ST. LOUIS — Missouri’s ability to curb water pollution and monitor water quality could be in jeopardy as a state fee that helps fund the program is in danger of expiring.
Local News Spotlight
Missouri water protection funds are running out
February 24
The Associated Press
The St. Louis Post-Dispatch reports that fees paid by businesses and municipalities for permission to discharge wastewater or divert storm runoff into Missouri rivers and streams are set to expire Sept. 1 unless they’re renewed by state lawmakers.
“You can’t continue to deficit spend, so resolution is going to have to be brought to this,” said Sen. Brad Lager, a Republican from Maryville. “My belief is that getting something resolved this session won’t be a problem.”
The Department of Natural Resources collects about $4 million a year in water permit fees.
The fees began in 1990 and comprise about a quarter of the budget for the water protection program.

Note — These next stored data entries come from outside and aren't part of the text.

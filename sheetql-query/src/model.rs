use serde::{Deserialize, Serialize};
use sheetql_core::{DataType, ElementType, Value};

/// A literal operand, numbered by the order in which it was compiled.
#[derive(Debug, Clone, PartialEq, Serialize, Deserialize)]
pub struct BoundLiteral {
    pub value: Value,
    pub data_type: DataType,
    pub position: usize,
}

#[derive(Debug, Clone, Copy, PartialEq, Eq, Serialize, Deserialize)]
pub enum ComparisonOp {
    Eq,
    Ne,
    Lt,
    Le,
    Gt,
    Ge,
}

impl ComparisonOp {
    pub fn sql(&self) -> &'static str {
        match self {
            ComparisonOp::Eq => "=",
            ComparisonOp::Ne => "<>",
            ComparisonOp::Lt => "<",
            ComparisonOp::Le => "<=",
            ComparisonOp::Gt => ">",
            ComparisonOp::Ge => ">=",
        }
    }

    /// The operator that keeps the meaning when both operands swap sides.
    pub fn mirrored(&self) -> Self {
        match self {
            ComparisonOp::Lt => ComparisonOp::Gt,
            ComparisonOp::Le => ComparisonOp::Ge,
            ComparisonOp::Gt => ComparisonOp::Lt,
            ComparisonOp::Ge => ComparisonOp::Le,
            other => *other,
        }
    }
}

#[derive(Debug, Clone, PartialEq, Serialize, Deserialize)]
pub enum Operand {
    Literal(BoundLiteral),
    Column(String),
}

#[derive(Debug, Clone, PartialEq, Serialize, Deserialize)]
pub enum FilterExpr {
    Comparison {
        column: String,
        op: ComparisonOp,
        operand: Operand,
    },
    And(Box<FilterExpr>, Box<FilterExpr>),
    Or(Box<FilterExpr>, Box<FilterExpr>),
    Not(Box<FilterExpr>),
    Contains {
        column: String,
        substring: BoundLiteral,
    },
    StartsWith {
        column: String,
        prefix: BoundLiteral,
    },
    EndsWith {
        column: String,
        suffix: BoundLiteral,
    },
    IsNull(String),
    IsNotNull(String),
}

impl FilterExpr {
    /// Literals in rendering order (left to right).
    pub fn literals(&self) -> Vec<&BoundLiteral> {
        let mut out = Vec::new();
        self.collect_literals(&mut out);
        out
    }

    fn collect_literals<'a>(&'a self, out: &mut Vec<&'a BoundLiteral>) {
        match self {
            FilterExpr::Comparison {
                operand: Operand::Literal(literal),
                ..
            } => out.push(literal),
            FilterExpr::Comparison { .. } | FilterExpr::IsNull(_) | FilterExpr::IsNotNull(_) => {}
            FilterExpr::And(left, right) | FilterExpr::Or(left, right) => {
                left.collect_literals(out);
                right.collect_literals(out);
            }
            FilterExpr::Not(inner) => inner.collect_literals(out),
            FilterExpr::Contains { substring: literal, .. }
            | FilterExpr::StartsWith { prefix: literal, .. }
            | FilterExpr::EndsWith { suffix: literal, .. } => out.push(literal),
        }
    }
}

#[derive(Debug, Clone, Copy, PartialEq, Eq, Serialize, Deserialize)]
pub enum SortDirection {
    Ascending,
    Descending,
}

#[derive(Debug, Clone, PartialEq, Eq, Serialize, Deserialize)]
pub struct OrderBy {
    pub column: String,
    pub direction: SortDirection,
}

#[derive(Debug, Clone, PartialEq, Eq, Serialize, Deserialize)]
pub struct ProjectedColumn {
    pub column: String,
    pub alias: Option<String>,
}

#[derive(Debug, Clone, PartialEq, Eq, Serialize, Deserialize)]
pub enum Projection {
    /// `*`
    All,
    Columns(Vec<ProjectedColumn>),
}

#[derive(Debug, Clone, Copy, PartialEq, Eq, Serialize, Deserialize)]
pub enum Cardinality {
    All,
    First,
    FirstOrDefault,
}

/// Dialect-agnostic description of one flat single-worksheet SELECT.
#[derive(Debug, Clone, PartialEq, Serialize)]
pub struct QueryModel {
    pub worksheet: String,
    pub projection: Projection,
    pub filter: Option<FilterExpr>,
    pub ordering: Vec<OrderBy>,
    pub limit: Option<u64>,
    pub element: ElementType,
    pub cardinality: Cardinality,
}

impl QueryModel {
    pub fn new(worksheet: impl Into<String>, element: ElementType) -> Self {
        Self {
            worksheet: worksheet.into(),
            projection: Projection::All,
            filter: None,
            ordering: Vec::new(),
            limit: None,
            element,
            cardinality: Cardinality::All,
        }
    }

    pub fn parameter_count(&self) -> usize {
        self.filter.as_ref().map_or(0, |f| f.literals().len())
    }
}

#[cfg(test)]
mod tests {
    use super::*;

    fn literal(value: i64, position: usize) -> BoundLiteral {
        BoundLiteral {
            value: Value::Integer(value),
            data_type: DataType::Integer,
            position,
        }
    }

    #[test]
    fn test_literals_in_rendering_order() {
        let filter = FilterExpr::Or(
            Box::new(FilterExpr::Comparison {
                column: "a".to_string(),
                op: ComparisonOp::Gt,
                operand: Operand::Literal(literal(1, 0)),
            }),
            Box::new(FilterExpr::Not(Box::new(FilterExpr::And(
                Box::new(FilterExpr::IsNull("b".to_string())),
                Box::new(FilterExpr::Contains {
                    column: "c".to_string(),
                    substring: BoundLiteral {
                        value: Value::from("x"),
                        data_type: DataType::Text,
                        position: 1,
                    },
                }),
            )))),
        );
        let positions: Vec<usize> = filter.literals().iter().map(|l| l.position).collect();
        assert_eq!(positions, vec![0, 1]);
    }

    #[test]
    fn test_mirrored_operators() {
        assert_eq!(ComparisonOp::Lt.mirrored(), ComparisonOp::Gt);
        assert_eq!(ComparisonOp::Ge.mirrored(), ComparisonOp::Le);
        assert_eq!(ComparisonOp::Eq.mirrored(), ComparisonOp::Eq);
    }

    #[test]
    fn test_new_model_defaults() {
        let model = QueryModel::new("Sheet1", ElementType::Dynamic);
        assert_eq!(model.projection, Projection::All);
        assert!(model.filter.is_none());
        assert_eq!(model.parameter_count(), 0);
        assert_eq!(model.cardinality, Cardinality::All);
    }
}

In 2011, the legislature allowed these fees to expire.
A bill reauthorizing the fees passed, but it required the department’s director to sit down with industries and come up with a new fee structure.
That effort produced a draft report issued Nov. 30 that recommended fee increases for the first time since 2000 and would have raised enough additional revenue over the next four fiscal years to offset a projected $2.9 million annual deficit for the water program.
But in a final report to the legislature on Dec. 31, the department without explanation did not include the proposals to boost fees.